Single by Creepy Nuts
- Language: Japanese
- A-side: "Nemure"
- Released: July 4, 2025
- Genre: Reggaeton
- Length: 2:18
- Label: Onenation; Sony Music Associated;
- Composer: DJ Matsunaga
- Lyricist: R-Shitei
- Producer: DJ Matsunaga

Creepy Nuts singles chronology
| "Doppelgänger" (2025) | "Mirage" (2025) | "Nemure" (2025) |

Music video
- "Mirage" on YouTube

= Mirage (Creepy Nuts song) =

"Mirage" is a song by Japanese hip-hop duo Creepy Nuts. It was released as a single through Onenation and Sony Music Associated Records on July 4, 2025. The song is the duo's first release since their fourth studio album, Legion (2025), and serves as an opening theme for the second season of anime series Call of the Night.

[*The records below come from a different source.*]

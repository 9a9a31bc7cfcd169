/// Activity log endpoints
///
/// Listing, lookup and deletion work the same for every log kind and are
/// written once over [`ActivityLog`]; each kind's module adds its own create
/// and update handlers with kind-specific validation.
///
/// # Endpoints (per kind)
///
/// ```text
/// GET    /v1/<kind>?baby_id=&start=&end=&limit=&offset=
/// POST   /v1/<kind>
/// GET    /v1/<kind>/:id
/// PUT    /v1/<kind>/:id
/// DELETE /v1/<kind>/:id
/// ```
///
/// where `<kind>` is one of `sleep-logs`, `feed-logs`, `diaper-logs`,
/// `bath-logs`, `pump-logs`, `notes`, `milestones`, `measurements`,
/// `medicine-logs`.

pub mod bath;
pub mod diaper;
pub mod feed;
pub mod measurement;
pub mod medicine;
pub mod milestone;
pub mod note;
pub mod pump;
pub mod sleep;

use crate::{
    app::AppState,
    error::{ApiError, ApiResult},
};
use axum::{
    extract::{Path, Query, State},
    http::StatusCode,
    Extension, Json,
};
use babycontrol_shared::{
    auth::{authorization::require_family, middleware::AuthContext},
    models::activity_log::{self, ActivityKind, ActivityLog, LogFilter},
    units,
};
use chrono::{DateTime, Utc};
use uuid::Uuid;

/// Resource name used in error messages
pub(crate) fn resource_name(kind: ActivityKind) -> &'static str {
    match kind {
        ActivityKind::Sleep => "Sleep log",
        ActivityKind::Feed => "Feed log",
        ActivityKind::Diaper => "Diaper log",
        ActivityKind::Note => "Note",
        ActivityKind::Bath => "Bath log",
        ActivityKind::Pump => "Pump log",
        ActivityKind::Measurement => "Measurement",
        ActivityKind::Milestone => "Milestone",
        ActivityKind::Medicine => "Medicine log",
    }
}

pub(crate) fn not_found<T: ActivityLog>() -> ApiError {
    ApiError::NotFound(format!("{} not found", resource_name(T::KIND)))
}

/// Rejects an end time before its start time, reported on `field`
pub(crate) fn check_range(
    field: &str,
    start: DateTime<Utc>,
    end: Option<DateTime<Utc>>,
) -> ApiResult<()> {
    activity_log::check_time_range(start, end)
        .map_err(|message| ApiError::invalid_field(field, message))
}

/// Checks that a unit from the catalogue fits `activity_type`
pub(crate) fn check_unit(field: &str, abbr: Option<&str>, activity_type: &str) -> ApiResult<()> {
    match abbr {
        Some(abbr) if !units::applies_to(abbr, activity_type) => Err(ApiError::invalid_field(
            field,
            format!("'{}' is not a {} unit", abbr, activity_type),
        )),
        _ => Ok(()),
    }
}

/// Loads the row an update applies to
pub(crate) async fn load_current<T: ActivityLog>(
    state: &AppState,
    family_id: Uuid,
    id: Uuid,
) -> ApiResult<T> {
    activity_log::find::<T>(&state.db, family_id, id)
        .await?
        .ok_or_else(not_found::<T>)
}

/// Lists logs of one kind, newest first
///
/// `limit` defaults to 50 and is capped at 500.
pub async fn list<T>(
    State(state): State<AppState>,
    Extension(auth): Extension<AuthContext>,
    Query(filter): Query<LogFilter>,
) -> ApiResult<Json<Vec<T>>>
where
    T: ActivityLog + Sync + 'static,
{
    let family_id = require_family(&auth)?;

    if let (Some(start), Some(end)) = (filter.start, filter.end) {
        if end < start {
            return Err(ApiError::invalid_field("end", "End must not be before start"));
        }
    }

    Ok(Json(activity_log::list::<T>(&state.db, family_id, &filter).await?))
}

pub async fn get<T>(
    State(state): State<AppState>,
    Extension(auth): Extension<AuthContext>,
    Path(id): Path<Uuid>,
) -> ApiResult<Json<T>>
where
    T: ActivityLog + Sync + 'static,
{
    let family_id = require_family(&auth)?;

    Ok(Json(load_current::<T>(&state, family_id, id).await?))
}

/// Soft-deletes a log
pub async fn delete<T>(
    State(state): State<AppState>,
    Extension(auth): Extension<AuthContext>,
    Path(id): Path<Uuid>,
) -> ApiResult<StatusCode>
where
    T: ActivityLog + Sync + 'static,
{
    let family_id = require_family(&auth)?;

    if !activity_log::soft_delete::<T>(&state.db, family_id, id).await? {
        return Err(not_found::<T>());
    }

    tracing::debug!(
        family_id = %family_id,
        kind = T::KIND.as_str(),
        log_id = %id,
        "Activity log deleted"
    );

    Ok(StatusCode::NO_CONTENT)
}

#[cfg(test)]
mod tests {
    use super::*;
    use babycontrol_shared::models::feed_log::FeedLog;
    use chrono::Duration;

    #[test]
    fn test_check_unit() {
        assert!(check_unit("unit_abbr", Some("ML"), "bottle").is_ok());
        assert!(check_unit("unit_abbr", None, "bottle").is_ok());
        assert!(check_unit("unit_abbr", Some("KG"), "bottle").is_err());
        assert!(check_unit("unit_abbr", Some("furlong"), "pump").is_err());
    }

    #[test]
    fn test_check_range() {
        let start = Utc::now();
        assert!(check_range("end_time", start, None).is_ok());
        assert!(check_range("end_time", start, Some(start + Duration::minutes(5))).is_ok());
        assert!(check_range("end_time", start, Some(start - Duration::minutes(5))).is_err());
    }

    #[test]
    fn test_not_found_names_the_kind() {
        match not_found::<FeedLog>() {
            ApiError::NotFound(message) => assert_eq!(message, "Feed log not found"),
            other => panic!("unexpected error: {:?}", other),
        }
    }
}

==Background and release==

In 2022, Creepy Nuts previously performed the opening theme of the first season of anime adaptation of manga series Call of the Night, titled "Daten", and insert song "Losstime". Their 2018 song "Yofukashi no Uta" was also used for the anime series as its ending theme, which the song title inspired the manga's Japanese title, according to the manga's writer and illustrator Kotoyama.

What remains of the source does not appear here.